## Required action
Complete, exact copies of all entries are needed.

## Data
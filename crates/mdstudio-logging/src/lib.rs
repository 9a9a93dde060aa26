//! Resilient log shipping for MDStudio components.
//!
//! Records are buffered in memory, shipped to the active session with
//! per-failure retry, and persisted to a recovery file when no session is
//! available.

pub mod config;
pub mod layer;
pub mod record;
pub mod recovery;
pub mod shipper;

pub use config::ShipperConfig;
pub use layer::ShipperLayer;
pub use record::Record;
pub use shipper::{LogSession, LogShipper, NAMESPACE};
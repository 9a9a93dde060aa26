//! Core building blocks for MDStudio client components.
//!
//! This crate provides:
//! - `AsyncValue` - Chainable result of a remote call
//! - `ClaimsContext` - Identity and claim scoping for calls
//! - `RpcSurface` - The call side of the component bus
//! - `Error` - Failure taxonomy shared by all components

pub mod context;
pub mod deferred;
pub mod error;
pub mod traits;

pub use context::{CacheType, ClaimKind, Claims, ClaimsContext, ConnectionType, LogType, Scope};
pub use deferred::{AsyncValue, Member, Resolver, offload};
pub use error::{Error, FailureKind, Result};
pub use traits::{Document, RpcSurface, SessionId};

## Expected answer
filename crates/mdstudio-logging/src/lib.rs
repository 9a9a93dde060aa26
//! Resilient log shipping for MDStudio components.
//!
//! Records are buffered in memory, shipped to the active session with
//! per-failure retry, and persisted to a recovery file when no session is
//! available.

pub mod config;
pub mod layer;
pub mod record;
pub mod recovery;
pub mod shipper;

pub use config::ShipperConfig;
pub use layer::ShipperLayer;
pub use record::Record;
pub use shipper::{LogSession, LogShipper, NAMESPACE};
repository 9a9a93dde060aa26
//! Core building blocks for MDStudio client components.
//!
//! This crate provides:
//! - `AsyncValue` - Chainable result of a remote call
//! - `ClaimsContext` - Identity and claim scoping for calls
//! - `RpcSurface` - The call side of the component bus
//! - `Error` - Failure taxonomy shared by all components

pub mod context;
pub mod deferred;
pub mod error;
pub mod traits;

pub use context::{CacheType, ClaimKind, Claims, ClaimsContext, ConnectionType, LogType, Scope};
pub use deferred::{AsyncValue, Member, Resolver, offload};
pub use error::{Error, FailureKind, Result};
pub use traits::{Document, RpcSurface, SessionId};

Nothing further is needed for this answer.